Back in the mid-1700s, Venetian playwright Carlo Goldoni wrote a comedy about a servant who can't get enough to eat, so he takes on another job, with another master. In The Servant of Two Masters, slapstick meets commedia dell'arte, an Italian, improvisation-based form of theater that dates all the way back to at least the Romans.
So there's no shortage of history upon which TheatreWorks can draw as it stages Goldoni's tale. Still, artistic director Murray Ross, who wrote the adaptation and directed the play, has made a few ... changes.
"The story itself is intact," he says. "It just happens to fit very nicely into 1955 Southern California."
His Servant trades the Italian city for Venice Beach, specifically its '50s diner scene, with music written for the production by Dave Weed, the powerhouse behind former local band Head Full of Zombies.
"Goldoni wrote a complicated and active plot," says Ross. He explains that the commedia dell'arte was basically an outline form for six skits, but Goldoni wanted more from his play: "This is like commedia jazz. It's Duke Ellington in comparison."

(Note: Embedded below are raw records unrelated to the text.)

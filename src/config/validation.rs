use crate::config::types::{CrawlConfig, CrawlSettings, RenderedOptions, RetrySettings};
use crate::ConfigError;
use url::Url;

/// Resource types the rendered strategy knows how to block
pub const KNOWN_RESOURCE_TYPES: &[&str] = &[
    "document",
    "stylesheet",
    "image",
    "media",
    "font",
    "script",
    "texttrack",
    "xhr",
    "fetch",
    "eventsource",
    "websocket",
    "manifest",
    "other",
];

/// Validates the entire configuration
pub fn validate(config: &CrawlConfig) -> Result<(), ConfigError> {
    validate_crawl_settings(&config.crawl)?;
    validate_retry_settings(&config.retry)?;
    validate_rendered_options(&config.rendered)?;
    Ok(())
}

/// Validates traversal bounds and request identity
fn validate_crawl_settings(settings: &CrawlSettings) -> Result<(), ConfigError> {
    validate_start_url(&settings.start_url)?;

    if settings.max_pages < 1 {
        return Err(ConfigError::Validation(
            "max_pages must be >= 1, got 0".to_string(),
        ));
    }

    if settings.concurrency_limit < 1 || settings.concurrency_limit > 100 {
        return Err(ConfigError::Validation(format!(
            "concurrency_limit must be between 1 and 100, got {}",
            settings.concurrency_limit
        )));
    }

    if !settings.politeness_delay_seconds.is_finite() || settings.politeness_delay_seconds < 0.0 {
        return Err(ConfigError::Validation(format!(
            "politeness_delay_seconds must be a non-negative number, got {}",
            settings.politeness_delay_seconds
        )));
    }

    if settings.user_agent.trim().is_empty() {
        return Err(ConfigError::Validation(
            "user_agent cannot be empty".to_string(),
        ));
    }

    if settings.timeout_seconds == 0 {
        return Err(ConfigError::Validation(
            "timeout_seconds must be > 0".to_string(),
        ));
    }

    if settings.max_links_per_page == Some(0) {
        return Err(ConfigError::Validation(
            "max_links_per_page must be >= 1 when set".to_string(),
        ));
    }

    Ok(())
}

/// Validates that the start URL is an absolute http(s) URL with a host
fn validate_start_url(start_url: &str) -> Result<(), ConfigError> {
    let url = Url::parse(start_url)
        .map_err(|e| ConfigError::InvalidUrl(format!("Invalid start_url '{}': {}", start_url, e)))?;

    if url.scheme() != "http" && url.scheme() != "https" {
        return Err(ConfigError::InvalidUrl(format!(
            "start_url '{}' must use http or https",
            start_url
        )));
    }

    if url.host_str().is_none() {
        return Err(ConfigError::InvalidUrl(format!(
            "start_url '{}' has no host",
            start_url
        )));
    }

    Ok(())
}

fn validate_retry_settings(settings: &RetrySettings) -> Result<(), ConfigError> {
    if settings.max_attempts < 1 {
        return Err(ConfigError::Validation(
            "max_attempts must be >= 1".to_string(),
        ));
    }

    if settings.max_backoff_ms < settings.initial_backoff_ms {
        return Err(ConfigError::Validation(format!(
            "max_backoff_ms ({}) must be >= initial_backoff_ms ({})",
            settings.max_backoff_ms, settings.initial_backoff_ms
        )));
    }

    Ok(())
}

/// Validates rendered-mode options
///
/// These are checked even for static jobs so a config can be switched between
/// modes without surprises.
fn validate_rendered_options(options: &RenderedOptions) -> Result<(), ConfigError> {
    if options.viewport.width == 0 || options.viewport.height == 0 {
        return Err(ConfigError::Validation(format!(
            "viewport must be non-zero, got {}x{}",
            options.viewport.width, options.viewport.height
        )));
    }

    if options.timeout_ms == 0 {
        return Err(ConfigError::Validation("timeout_ms must be > 0".to_string()));
    }

    if options.readiness_timeout_ms > options.timeout_ms {
        return Err(ConfigError::Validation(format!(
            "readiness_timeout_ms ({}) cannot exceed timeout_ms ({})",
            options.readiness_timeout_ms, options.timeout_ms
        )));
    }

    for resource_type in &options.blocked_resource_types {
        let lowered = resource_type.to_ascii_lowercase();
        if !KNOWN_RESOURCE_TYPES.contains(&lowered.as_str()) {
            return Err(ConfigError::Validation(format!(
                "Unknown blocked resource type '{}'",
                resource_type
            )));
        }
    }

    if let Some(selector) = &options.wait_for_selector {
        if selector.trim().is_empty() {
            return Err(ConfigError::Validation(
                "wait_for_selector cannot be empty when set".to_string(),
            ));
        }
    }

    Ok(())
}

By tradition, the plays of this genre have a stock cast of characters. Actors who specialized in the various parts would move from play to play, doing their bits. An actor could make a good living, occupying the same role over and over again. Think Keanu Reeves.
In Ross' production, however, audiences can look forward to multi-dimensional local actor Sammie Joe Kinnett in the role of Truffaldino, the voracious servant. (A TheatreWorks standby, he's won the Pikes Peak Arts Council award for Best Actor, and appeared in several roles at the Colorado Shakespeare Festival.) Kinnett and castmates will have opportunities to bring invention and improvisational spirit to the story, so no two productions will be the same.